Quote from: gspren on May 21, 2019, 03:38:48 PM
Quote from: Al_Smith on May 21, 2019, 10:36:39 AM

I left my old Oliver OC 6 and the owner of the property would saturate it with diesel fuel and lay a match to it and every few days roll it around using my crawler .
Dang Al, when I first read this I thought he was torching your Oliver. :D
That old Ollie spent about twenty years as a push back dozer in a dump site when they used set the trash afire and push it back two three times a week .I don't think it was ever afire but I don't know .It was pretty rough when I got it and gave it a new lease on life about 35 years ago .

Bruno of NH

I was building a house for one of my customers 25 years ago.He was into everything, had a 6 bay mechanic garge,dirt work equipment, buying and selling at auctions. An old Yankee rough around the edges.
Well there was an out cropping of ledge in front of the house.Out comes some Dupont,he drives a John Deere 550 doer over it and sets it off.
The dozer jumped 6ft in the air and the rubble blew out the glass in 3 10' patio doors I had just put in :D
After that when DuPont came out I went to the hardware store :D
He paid in cash
I would get in my truck and see a brown paper bag open it up and it would have $30,000 in 20's in it.
I would go pay my material bill at the end of the week.
The company said no more cash bring a check :D
Lt 40 wide with 38hp gas and command controls , F350 4x4 dump and lot of contracting tools

SwampDonkey

I should have did that, Bruno, last summer when building the house. Paid each installment with a certified, shoulda handed him one of his $45,000 cheques in 50's inside a grocery bag. "Here you got a secure place for this?", was always my line as I handed them off each payment and he stuffed his cheques in his pants pocket, and said 'yup'. :D :D And yep, that money wasn't borrowed money.
"No amount of belief makes something a fact." James Randi

1 Thessalonians 5:21

2020 Polaris Ranger 570 to forward firewood, Husqvarna 555 XT Pro, Stihl FS560 clearing saw and continuously thinning my ground, on the side. Grow them trees. (((o)))

gwisejr

I spoke to the guy who rents the 40HP excavator... Said that it would take a while to dig out those stumps but also suggested that I just grind them down. Said that it would be hard to compact the ground in the holes that I would make and that grinding them down to 12" below grade would have less settling over time as compared to digging them out then not doing a really good job of compacting the area. He recommended using a lambs foot compactor if I do dig them out. 

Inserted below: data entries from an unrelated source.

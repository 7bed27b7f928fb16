//! The delay-ordered task queue described in spec.md §4.C.
//!
//! Grounded in `original_source/libs/core/src/Threads/ThreadPoolDelayedQueue.cc`
//! and its sibling header, which hold nestable/non-nestable FIFOs plus a
//! delay-ordered list and expose `PushItem`/`PushItemDelayed`/`GetNextItem`/
//! `MayHaveItems`. `TaskQueue<T>` here is the generic container both the
//! foreground runner (§4.F) and the worker thread pool (§4.D) are built on.

use std::collections::VecDeque;
use std::sync::atomic::{AtomicBool, AtomicU64, Ordering};
use std::sync::{Arc, Mutex};

use crate::time::TimeSource;

struct DelayedEntry<T> {
    deadline: f64,
    seq: u64,
    non_nestable: bool,
    item: T,
}

struct Inner<T> {
    nestable: VecDeque<T>,
    non_nestable: VecDeque<T>,
    // Kept sorted by (deadline, seq) ascending; small in practice so linear
    // insertion is simpler and cheaper than a heap with removal support.
    delayed: Vec<DelayedEntry<T>>,
    terminated: bool,
}

/// Callback fired when a newly-pushed delayed item becomes the new head of
/// the delay-ordered list, so a pumping thread pool worker (§4.D) can wake
/// immediately instead of waiting out its poll interval.
pub type DelayedReadyCallback = Box<dyn Fn() + Send + Sync>;

/// A generic delay-ordered task queue: nestable / non-nestable / delayed
/// sub-queues behind one lock.
pub struct TaskQueue<T> {
    inner: Mutex<Inner<T>>,
    clock: Arc<dyn TimeSource>,
    next_seq: AtomicU64,
    has_items_hint: AtomicBool,
    on_delayed_ready: Mutex<Option<DelayedReadyCallback>>,
}

impl<T> TaskQueue<T> {
    /// Create an empty queue driven by `clock`.
    pub fn new(clock: Arc<dyn TimeSource>) -> Self {
        Self {
            inner: Mutex::new(Inner {
                nestable: VecDeque::new(),
                non_nestable: VecDeque::new(),
                delayed: Vec::new(),
                terminated: false,
            }),
            clock,
            next_seq: AtomicU64::new(0),
            has_items_hint: AtomicBool::new(false),
            on_delayed_ready: Mutex::new(None),
        }
    }

    /// Register the callback fired when a delayed push becomes the new
    /// earliest-deadline entry.
    pub fn set_delayed_ready_callback(&self, callback: DelayedReadyCallback) {
        *self.on_delayed_ready.lock().unwrap() = Some(callback);
    }

    /// Push a nestable, immediately-ready item.
    pub fn push(&self, item: T) -> bool {
        let mut inner = self.inner.lock().unwrap();
        if inner.terminated {
            return false;
        }
        inner.nestable.push_back(item);
        self.has_items_hint.store(true, Ordering::Relaxed);
        true
    }

    /// Push a non-nestable, immediately-ready item (gated by nesting depth
    /// at dequeue time; see [`TaskQueue::get_next`]).
    pub fn push_non_nestable(&self, item: T) -> bool {
        let mut inner = self.inner.lock().unwrap();
        if inner.terminated {
            return false;
        }
        inner.non_nestable.push_back(item);
        self.has_items_hint.store(true, Ordering::Relaxed);
        true
    }

    /// Push an item ready no earlier than `delay_sec` from now.
    pub fn push_delayed(&self, item: T, delay_sec: f64) -> bool {
        self.push_delayed_inner(item, delay_sec, false)
    }

    /// Push a non-nestable item ready no earlier than `delay_sec` from now.
    pub fn push_non_nestable_delayed(&self, item: T, delay_sec: f64) -> bool {
        self.push_delayed_inner(item, delay_sec, true)
    }

    fn push_delayed_inner(&self, item: T, delay_sec: f64, non_nestable: bool) -> bool {
        let deadline = self.clock.monotonic_seconds() + delay_sec.max(0.0);
        let seq = self.next_seq.fetch_add(1, Ordering::Relaxed);
        let became_head = {
            let mut inner = self.inner.lock().unwrap();
            if inner.terminated {
                return false;
            }
            let entry = DelayedEntry {
                deadline,
                seq,
                non_nestable,
                item,
            };
            let pos = inner
                .delayed
                .iter()
                .position(|e| (e.deadline, e.seq) > (deadline, seq))
                .unwrap_or(inner.delayed.len());
            inner.delayed.insert(pos, entry);
            self.has_items_hint.store(true, Ordering::Relaxed);
            pos == 0
        };
        if became_head {
            if let Some(cb) = self.on_delayed_ready.lock().unwrap().as_ref() {
                cb();
            }
        }
        true
    }

    /// Return the next deliverable item, honoring:
    /// - the earliest-ready delayed item whose deadline has passed, gated by
    ///   `nesting_depth` if it is non-nestable, ahead of any FIFO item;
    /// - at `nesting_depth == 0`, non-nestable FIFO items become eligible;
    ///   at any positive depth they are skipped.
    ///
    /// `nesting_depth` defaults to `0` (all items eligible) when `None`.
    pub fn get_next(&self, nesting_depth: Option<u32>) -> Option<T> {
        let depth = nesting_depth.unwrap_or(0);
        let mut inner = self.inner.lock().unwrap();
        if inner.terminated {
            return None;
        }
        let now = self.clock.monotonic_seconds();

        if let Some(idx) = inner
            .delayed
            .iter()
            .position(|e| e.deadline <= now && (!e.non_nestable || depth == 0))
        {
            let entry = inner.delayed.remove(idx);
            self.update_hint(&inner);
            return Some(entry.item);
        }

        if let Some(item) = inner.nestable.pop_front() {
            self.update_hint(&inner);
            return Some(item);
        }

        if depth == 0 {
            if let Some(item) = inner.non_nestable.pop_front() {
                self.update_hint(&inner);
                return Some(item);
            }
        }

        None
    }

    fn update_hint(&self, inner: &Inner<T>) {
        let has_items = !inner.nestable.is_empty()
            || !inner.non_nestable.is_empty()
            || !inner.delayed.is_empty();
        self.has_items_hint.store(has_items, Ordering::Relaxed);
    }

    /// Cheap, possibly-stale predicate used as a wake condition. May
    /// over-report (say `true` when nothing is actually eligible yet because
    /// every delayed item's deadline is still in the future).
    pub fn may_have_items(&self) -> bool {
        self.has_items_hint.load(Ordering::Relaxed)
    }

    /// Drain all queues and reject all further pushes.
    pub fn terminate(&self) {
        let mut inner = self.inner.lock().unwrap();
        inner.terminated = true;
        inner.nestable.clear();
        inner.non_nestable.clear();
        inner.delayed.clear();
        self.has_items_hint.store(false, Ordering::Relaxed);
    }

    /// Whether [`TaskQueue::terminate`] has been called.
    pub fn is_terminated(&self) -> bool {
        self.inner.lock().unwrap().terminated
    }
}

#[cfg(test)]
mod tests {
    use super::*;
    use crate::time::StubTimeSource;

    fn queue() -> (TaskQueue<u32>, Arc<StubTimeSource>) {
        let clock = Arc::new(StubTimeSource::new());
        (TaskQueue::new(clock.clone()), clock)
    }

    #[test]
    fn fifo_order_among_nestable_items() {
        let (q, _clock) = queue();
        q.push(1);
        q.push(2);
        q.push(3);
        assert_eq!(q.get_next(None), Some(1));
        assert_eq!(q.get_next(None), Some(2));
        assert_eq!(q.get_next(None), Some(3));
        assert_eq!(q.get_next(None), None);
    }

    #[test]
    fn non_nestable_hidden_at_positive_depth() {
        let (q, _clock) = queue();
        q.push_non_nestable(1);
        assert_eq!(q.get_next(Some(1)), None);
        assert_eq!(q.get_next(Some(0)), Some(1));
    }

    #[test]
    fn delayed_items_wait_for_deadline() {
        let (q, clock) = queue();
        q.push_delayed(1, 5.0);
        assert_eq!(q.get_next(None), None);
        clock.advance(5.0);
        assert_eq!(q.get_next(None), Some(1));
    }

    #[test]
    fn delayed_zero_delay_is_immediate() {
        let (q, _clock) = queue();
        q.push_delayed(1, 0.0);
        assert_eq!(q.get_next(None), Some(1));
    }

    #[test]
    fn delayed_items_rank_ahead_of_fifo_once_ready() {
        let (q, clock) = queue();
        q.push(100);
        q.push_delayed(1, 1.0);
        clock.advance(1.0);
        assert_eq!(q.get_next(None), Some(1));
        assert_eq!(q.get_next(None), Some(100));
    }

    #[test]
    fn equal_deadline_ties_broken_fifo() {
        let (q, clock) = queue();
        q.push_delayed(1, 1.0);
        q.push_delayed(2, 1.0);
        clock.advance(1.0);
        assert_eq!(q.get_next(None), Some(1));
        assert_eq!(q.get_next(None), Some(2));
    }

    #[test]
    fn non_nestable_delayed_gated_by_depth() {
        let (q, clock) = queue();
        q.push_non_nestable_delayed(1, 1.0);
        q.push_delayed(2, 1.0);
        clock.advance(1.0);
        // at depth 1, the non-nestable delayed entry is skipped in favor of
        // the nestable delayed entry even though it was pushed later.
        assert_eq!(q.get_next(Some(1)), Some(2));
        assert_eq!(q.get_next(Some(1)), None);
        assert_eq!(q.get_next(Some(0)), Some(1));
    }

    #[test]
    fn terminate_drains_and_blocks_future_pushes() {
        let (q, _clock) = queue();
        q.push(1);
        q.terminate();
        assert_eq!(q.get_next(None), None);
        assert!(!q.push(2));
        assert!(!q.may_have_items());
    }

    #[test]
    fn terminate_is_idempotent() {
        let (q, _clock) = queue();
        q.terminate();
        q.terminate();
        assert!(q.is_terminated());
    }

    #[test]
    fn delayed_ready_callback_fires_when_new_head_arrives() {
        let (q, _clock) = queue();
        let fired = Arc::new(AtomicBool::new(false));
        let fired_clone = fired.clone();
        q.set_delayed_ready_callback(Box::new(move || {
            fired_clone.store(true, Ordering::SeqCst);
        }));
        q.push_delayed(1, 10.0);
        assert!(fired.load(Ordering::SeqCst));
    }
}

I did not think about compacting the dirt back in the holes. I had planned on using a plate compactor but it make sense that it would take a long time with that tool and many passes to do a good compacting job. Any thoughts about that? I plan on building a barn in the area and I don't plan on a cement floor, just compacted dirt with a 4-6"  layer of compacted gravel. I'm thinking now that any settling that happens, I can just add some more gravel to the depression. 

Thanks.

alan gage

I'd use gravel or crushed rock to fill the holes if I was worried about settling.

Alan
Timberking B-16, a few chainsaws from small to large, and a Bobcat 873 Skidloader.

btulloh

Crusher run unless you've got some bank gravel on your place
HM126

Jack S

this thread has made a complete circle with good answers and rabbit trails. I hope you are satisfied with some good advice and please follow up someday on how you made out. I enjoy trying to help but really would  like to hear the outcome later as it would help everybody in making good decisions. Enough said  

goose63

There was a guy up north of me ground out the stumps put down a slab built the house and then the snakes moved in to the stump grindings his wife was not a happy camper she left him
goose
if you find your self in a deep hole stop digging
saw logs all day what do you get lots of lumber and a day older
thank you to all the vets

woodhick

Well I put in my 2 cents.  I live on 10 acres that was completely wooded when I bought it. Mostly Virginia pines and Poplars.  I have pretty much cleared it all and mowing now.  I bought a Rayco 1635 stump grinder to remove the stumps over the years as I cleared it.  Looking back not sure that was the best way to go.  Yard now is extremely rough and I have to retill sections of it every  year to try and get it smooth.  Too many "divits" or sinkholes to go around filling them in so I just till up sections and redo.   The stump grinder will remove the stumps below grade but there will still be a LOT of wood roots and stump left.  In a couple years it WILL cause sink holes.  Definitely would not recommend that approach under any future building.  Again just my experience.  
Woodhick
Woodmizer LT40 Super 42hp Kubota, and more heavy iron woodworking equipment than I have room for.

Tom King

45 years experience buiding houses, and roads in wooded land.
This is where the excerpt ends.